Moreover, the best monthly income investment plan is a passive income source, supplementing or even replacing salaries or business earnings. It plays a vital role in achieving financial independence and early retirement, contributing to an enhanced quality of life.

Thus, the best monthly income investment plan is a fundamental tool for financial planning, offering the necessary financial security and stability.

What to Consider Before Buying Monthly Income Plans?
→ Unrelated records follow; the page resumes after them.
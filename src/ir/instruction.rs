// SPDX-License-Identifier: BSD-3-Clause
use std::fmt::{self, Display};
use std::sync::Arc;

use super::constant::Constant;
use super::name::{FunctionName, LocalName};
use super::types::Type;

#[derive(Clone, Debug, Hash, PartialEq, Eq)]
pub enum Operand {
    Local(Arc<LocalName>),
    Constant(Arc<Constant>),
}

impl Operand {
    pub fn local(name: Arc<LocalName>) -> Self {
        Operand::Local(name)
    }

    pub fn constant(c: Arc<Constant>) -> Self {
        Operand::Constant(c)
    }
}

impl Display for Operand {
    fn fmt(&self, f: &mut fmt::Formatter<'_>) -> fmt::Result {
        match self {
            Operand::Local(l) => write!(f, "{}", l),
            Operand::Constant(c) => write!(f, "{}", c),
        }
    }
}

#[derive(Clone, Debug, Hash, PartialEq, Eq)]
pub enum Callee {
    /// A direct call to a named function.
    Function(FunctionName),
    /// A call through a pointer-valued operand.
    Pointer(Operand),
}

/// Instruction opcodes, with the operands the analysis reads. Anything the
/// analysis has no model for is `Other` and lowers to `instrUnknown`.
#[derive(Clone, Debug, Hash, PartialEq, Eq)]
pub enum Opcode {
    Alloca,
    Load {
        src: Operand,
    },
    Store {
        value: Operand,
        dest: Operand,
    },
    GetElementPtr {
        base: Operand,
        indices: Vec<Operand>,
    },
    BitCast {
        value: Operand,
    },
    IntToPtr {
        value: Operand,
    },
    Phi {
        incoming: Vec<Operand>,
    },
    Call {
        callee: Callee,
        args: Vec<Operand>,
    },
    Ret {
        value: Option<Operand>,
    },
    Br,
    CondBr {
        cond: Operand,
    },
    Icmp {
        lhs: Operand,
        rhs: Operand,
    },
    Fcmp {
        lhs: Operand,
        rhs: Operand,
    },
    /// Numeric casts (trunc, zext, sext, fp conversions); no pointer flow.
    Cast {
        value: Operand,
    },
    Binary {
        lhs: Operand,
        rhs: Operand,
    },
    Unary {
        value: Operand,
    },
    Unreachable,
    Other {
        name: String,
        operands: Vec<Operand>,
    },
}

impl Opcode {
    /// Every value operand, in IR operand order. Branch labels are not
    /// values here, so `br` contributes only its condition.
    pub fn operands(&self) -> Vec<&Operand> {
        match self {
            Opcode::Alloca | Opcode::Br | Opcode::Unreachable | Opcode::Ret { value: None } => {
                Vec::new()
            }
            Opcode::Load { src } => vec![src],
            Opcode::Store { value, dest } => vec![value, dest],
            Opcode::GetElementPtr { base, indices } => {
                let mut ops = vec![base];
                ops.extend(indices);
                ops
            }
            Opcode::BitCast { value }
            | Opcode::IntToPtr { value }
            | Opcode::Cast { value }
            | Opcode::Unary { value }
            | Opcode::CondBr { cond: value }
            | Opcode::Ret { value: Some(value) } => vec![value],
            Opcode::Phi { incoming } => incoming.iter().collect(),
            Opcode::Call { callee, args } => {
                let mut ops: Vec<&Operand> = args.iter().collect();
                if let Callee::Pointer(p) = callee {
                    ops.push(p);
                }
                ops
            }
            Opcode::Icmp { lhs, rhs } | Opcode::Fcmp { lhs, rhs } | Opcode::Binary { lhs, rhs } => {
                vec![lhs, rhs]
            }
            Opcode::Other { operands, .. } => operands.iter().collect(),
        }
    }

    pub fn mnemonic(&self) -> &str {
        match self {
            Opcode::Alloca => "alloca",
            Opcode::Load { .. } => "load",
            Opcode::Store { .. } => "store",
            Opcode::GetElementPtr { .. } => "getelementptr",
            Opcode::BitCast { .. } => "bitcast",
            Opcode::IntToPtr { .. } => "inttoptr",
            Opcode::Phi { .. } => "phi",
            Opcode::Call { .. } => "call",
            Opcode::Ret { .. } => "ret",
            Opcode::Br => "br",
            Opcode::CondBr { .. } => "br",
            Opcode::Icmp { .. } => "icmp",
            Opcode::Fcmp { .. } => "fcmp",
            Opcode::Cast { .. } => "cast",
            Opcode::Binary { .. } => "binop",
            Opcode::Unary { .. } => "unop",
            Opcode::Unreachable => "unreachable",
            Opcode::Other { name, .. } => name,
        }
    }
}

/// One SSA instruction: a result name, the opcode, and the result type.
/// Instructions without a result (stores, branches) still carry a name so
/// every instruction has an object identity.
#[derive(Clone, Debug, Hash, PartialEq, Eq)]
pub struct Instruction {
    pub name: Arc<LocalName>,
    pub opcode: Opcode,
    pub ty: Type,
}

impl Instruction {
    pub fn new(name: Arc<LocalName>, opcode: Opcode, ty: Type) -> Self {
        Instruction { name, opcode, ty }
    }
}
The following are some factors to consider before investing in monthly income plans:

  • Investment Objective: Pick a plan on the basis of your investment objective. For example, if you are looking for long-term growth, regular income, or a combination of both.
  • Risk Appetite: Assess your tolerance for risk and select an investment option that aligns with your risk profile.
  • Returns: Though historical returns do not guarantee future returns, it is a good parameter to estimate the performance of a scheme. Thus, examine the historical performance and returns of the investment option before purchasing.
  • Investment Horizon: You need to define your investment horizon before picking a scheme. Opt for a plan that aligns with your specific investment goals.
  • Tax Implications: Tax plays a significant role in determining your returns. Evaluate the tax implications and opt for an investment option that provides tax benefits.
  • Fees and Charges: High fees and charges may lower your overall returns, thus, pick options that have lower fees and charges. 
  • Liquidity: Consider the liquidity of the investment option and choose one that suits your investment needs. Liquidity matters the most in case of uncertainty. Thus, pick options that have flexible exit options. 

Best Time to Buy a Monthly Investment Plan

The best time to buy a monthly investment plan depends on your investment goal and financial situation. If your goal is to generate monthly income, then now is the best time to invest. It is always advisable not to time the markets (as it’s not everyone’s ball game), and always approach investments based on your goals.